A2 milk and betacasein: let's be clear

Who I am
Louise Hay


Author and references

When they discuss milk, the world seems divided into different factions: who tells us that the milk it is healthy and indispensable; those who tell us that, at least, it is not harmful; and the increasingly numerous faction of those who affirm that animal milk is not suitable for human consumption and would indeed be harmful.

To these factions another one is added, which tells us that milk "would" be useful to the body, if it were the right one, because the milk they sell us is not. Let's go into specifics.


Research on milk produced in Europe and betacasein

Some researchers and cow milk producers would have made interesting discoveries about the evolutionary history of dairy cows, which on a chemical level translates into the so-called difference between betacasein A1 and betacasein A2.

It seems that between 5000 and 10000 years ago all the cows produced milk containing beta-casein A2, when suddenly a mutation occurred that pushed one of them to produce a milk rich in beta-casein A1; L'human being, who was able to absorb A2 milk easily, would not yet have fully adapted his body to metabolize A1 milk, which would have some side effects and would not be considered completely healthy.

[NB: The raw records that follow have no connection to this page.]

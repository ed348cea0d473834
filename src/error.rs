//! Error types for the coffer storage layer.
//!
//! Uses thiserror for derive macros. Every failure mode a caller might
//! branch on gets its own variant with structured fields; callers match
//! on variants rather than parsing messages.

use std::path::PathBuf;
use thiserror::Error;

/// Main error type for coffer operations.
///
/// The path-security variants (`SymlinkRejected`, `PathTraversal`,
/// `PathEscapesRoot`, `NotARegularFile`, `NotADirectory`) and the lock
/// variants (`LockTimeout`, `LockHeldByOther`, `LockFileCorrupt`) are
/// deliberately never collapsed into a generic failure: callers make
/// different decisions for each (e.g. retry on timeout vs. prompt for a
/// manual break when a live owner holds the lock).
#[derive(Error, Debug)]
pub enum CofferError {
    /// A symlink was encountered where a real file or directory is required.
    #[error("symlink rejected at '{}'", path.display())]
    SymlinkRejected {
        /// Path of the offending symlink.
        path: PathBuf,
    },

    /// A caller-supplied relative path is empty, absolute, or contains a
    /// leading `..` traversal segment.
    #[error("path traversal rejected: '{}'", path.display())]
    PathTraversal {
        /// The rejected input path, as supplied.
        path: PathBuf,
    },

    /// A path resolves outside its designated root directory.
    #[error("path '{}' escapes root '{}'", path.display(), root.display())]
    PathEscapesRoot {
        /// The resolved candidate path.
        path: PathBuf,
        /// The boundary directory it must stay under.
        root: PathBuf,
    },

    /// An opened path turned out not to be a regular file.
    #[error("not a regular file: '{}'", path.display())]
    NotARegularFile {
        /// The offending path.
        path: PathBuf,
    },

    /// An intermediate path component exists but is not a directory.
    #[error("not a directory: '{}'", path.display())]
    NotADirectory {
        /// The offending component.
        path: PathBuf,
    },

    /// Lock acquisition gave up after the caller's timeout elapsed.
    ///
    /// Distinct from [`CofferError::LockHeldByOther`]: a timeout means the
    /// holder stayed live (and unbreakable) for the whole wait, not that
    /// acquisition was refused outright.
    #[error("timed out after {waited_ms}ms waiting for lock '{}'", path.display())]
    LockTimeout {
        /// Path of the contended lock file.
        path: PathBuf,
        /// How long the caller waited before giving up.
        waited_ms: u64,
    },

    /// The lock file exists and its recorded owner is not breakable.
    #[error("lock '{}' is held by {owner}", path.display())]
    LockHeldByOther {
        /// Path of the lock file.
        path: PathBuf,
        /// Owner identity from the lock file (`pid@hostname`).
        owner: String,
    },

    /// The lock file exists but its content is not valid lock metadata.
    ///
    /// Never auto-healed: recovery requires an explicit
    /// [`force_break`](crate::lock::force_break).
    #[error("lock file '{}' is corrupt: {detail}", path.display())]
    LockFileCorrupt {
        /// Path of the lock file.
        path: PathBuf,
        /// Parse failure detail.
        detail: String,
    },

    /// The atomic rename step of a durable write failed.
    ///
    /// Propagated as-is and never auto-retried; the temp file has already
    /// been cleaned up and the destination is untouched.
    #[error("failed to rename '{}' to '{}': {source}", from.display(), to.display())]
    RenameFailed {
        /// Temp file that was to be renamed.
        from: PathBuf,
        /// Intended destination.
        to: PathBuf,
        /// Underlying OS error.
        source: std::io::Error,
    },

    /// Any other I/O failure, with the operation that produced it.
    #[error("{context}: {source}")]
    Io {
        /// What was being attempted.
        context: String,
        /// Underlying OS error.
        source: std::io::Error,
    },
}

impl CofferError {
    pub(crate) fn io(context: impl Into<String>, source: std::io::Error) -> Self {
        CofferError::Io {
            context: context.into(),
            source,
        }
    }
}

/// Result type alias for coffer operations.
pub type Result<T> = std::result::Result<T, CofferError>;
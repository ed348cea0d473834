//! Symlink-refusing file opens.
//!
//! One interface, two backends selected by platform:
//!
//! - **POSIX**: a single `open(2)` with `O_NOFOLLOW` — the kernel rejects a
//!   terminal symlink atomically at open time, so there is no check/use gap
//!   to race.
//! - **Elsewhere**: an `lstat` immediately before the open. This leaves a
//!   residual TOCTOU window between the check and the open; that window is
//!   an accepted platform limitation, documented rather than papered over
//!   with a false sense of safety.
//!
//! Both backends `fstat` the open descriptor afterwards and reject anything
//! that is not a regular file — the descriptor is already bound to the
//! inode, so that check cannot race.

use crate::error::{CofferError, Result};
use crate::path::containment::is_path_contained_in_resolved;
use std::fs::File;
use std::io::Read;
use std::path::Path;

/// Open a file for reading, refusing to follow a terminal symlink.
///
/// Returns [`CofferError::SymlinkRejected`] when the path names a symlink
/// and [`CofferError::NotARegularFile`] when the opened descriptor is a
/// directory or other non-regular file.
pub fn open_no_follow(path: &Path) -> Result<File> {
    let file = open_impl(path)?;

    // fstat on the opened fd, not the path: defense in depth against
    // anything that slipped past the open-time check.
    let metadata = file
        .metadata()
        .map_err(|e| CofferError::io(format!("failed to fstat '{}'", path.display()), e))?;
    if !metadata.is_file() {
        return Err(CofferError::NotARegularFile {
            path: path.to_path_buf(),
        });
    }

    Ok(file)
}

#[cfg(unix)]
fn open_impl(path: &Path) -> Result<File> {
    use std::fs::OpenOptions;
    use std::os::unix::fs::OpenOptionsExt;

    let mut options = OpenOptions::new();
    options.read(true);
    options.custom_flags(libc::O_NOFOLLOW | libc::O_CLOEXEC);

    options.open(path).map_err(|e| {
        if e.raw_os_error() == Some(libc::ELOOP) {
            CofferError::SymlinkRejected {
                path: path.to_path_buf(),
            }
        } else {
            CofferError::io(format!("failed to open '{}'", path.display()), e)
        }
    })
}

#[cfg(not(unix))]
fn open_impl(path: &Path) -> Result<File> {
    // lstat-then-open approximation; see the module docs for the accepted
    // race window.
    let metadata = std::fs::symlink_metadata(path)
        .map_err(|e| CofferError::io(format!("failed to lstat '{}'", path.display()), e))?;
    if metadata.file_type().is_symlink() {
        return Err(CofferError::SymlinkRejected {
            path: path.to_path_buf(),
        });
    }

    File::open(path).map_err(|e| CofferError::io(format!("failed to open '{}'", path.display()), e))
}

/// Open a file no-follow and verify, post-open, that its real path still
/// falls under `root`.
///
/// This is the companion to
/// [`validate_artifact_path`](crate::path::validate::validate_artifact_path):
/// validation is check-time, and an intermediate symlink planted between
/// validation and open would redirect the subtree without tripping
/// `O_NOFOLLOW` (which only guards the terminal component). Rechecking the
/// resolved path after the open closes that window.
pub fn open_no_follow_in_root(path: &Path, root: &Path) -> Result<File> {
    let file = open_no_follow(path)?;

    if !is_path_contained_in_resolved(path, root) {
        return Err(CofferError::PathEscapesRoot {
            path: path.to_path_buf(),
            root: root.to_path_buf(),
        });
    }

    Ok(file)
}

/// Read a file's full content, refusing to follow a terminal symlink.
pub fn read_no_follow(path: &Path) -> Result<Vec<u8>> {
    let mut file = open_no_follow(path)?;
    let mut content = Vec::new();
    file.read_to_end(&mut content)
        .map_err(|e| CofferError::io(format!("failed to read '{}'", path.display()), e))?;
    Ok(content)
}

/// Read a file as UTF-8, refusing to follow a terminal symlink.
pub fn read_to_string_no_follow(path: &Path) -> Result<String> {
    let mut file = open_no_follow(path)?;
    let mut content = String::new();
    file.read_to_string(&mut content)
        .map_err(|e| CofferError::io(format!("failed to read '{}'", path.display()), e))?;
    Ok(content)
}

It all began in the 1s, when some researchers focused on why some digestive problems related to milk consumption were so widespread. In New Zealand it was found that these chronic discomforts were mostly related to the beta-casein AXNUMX protein.

Basically the casein they are complex phosphoproteins, which require specific enzymes to be metabolized and, apparently, while the human digestive system has evolved to produce enzymes suitable for digesting betacasein A2, it would not be able to successfully digest betacasein A1.

Nowadays, due to trade conflicts, various independent researches have been launched and, although there is no evidence that the consumption of A1 milk is certain to relate to type 1 diabetes, it seems true that many discomforts related to the consumption of A1 milk are due to the absence of enzymes capable of dissolving beta-casein A1. 

More recent studies would show that some A1 milk digestive wastes would be toxic or, at the very least, unhealthy, specifically, they would cause oxidation of the tissues, inflammation of the blood vessels and would have an antagonistic action towards insulin, favoring the onset of diabetes.

Although some oxidative problems of this kind, linked above all to cardiac deficits, are linked to the consumption of milk tout-court and not only to A1 milk, there is a slight difference between A1 and A2 milk which would favor the consumption of the latter.

The popularity of these studies, the interest of public opinion and the marketing of A2 milk as a brand is growing, so much so that even in Europe, especially in France and the United Kingdom, more and more breeders are replacing their livestock by favoring cows capable of producing type A2 milk.


The response of the authorities

Although some authorities, including the European Food Safety Authority, are still somewhat skeptical on the matter, some states have supported these studies and milk from cows capable of producing A2 milk is marketed and distributed in some of them; we are talking first of all about Australia, New Zealand, China, the United States.

In Europe, with the exception of France, the marketed milk is produced by type A1 cows, the strain not suitable for human consumption, hence the speculations on economic interests that push these states to reject the theses and sector studies, according to among other things, there would be an evident correlation between consumption of A1 milk and the incidence of type 1 diabetes in children.

Africa and Asia are still rich in cows capable of producing A2 milk, as the mutation that prompted cows to produce A1 milk occurred in northern Europe.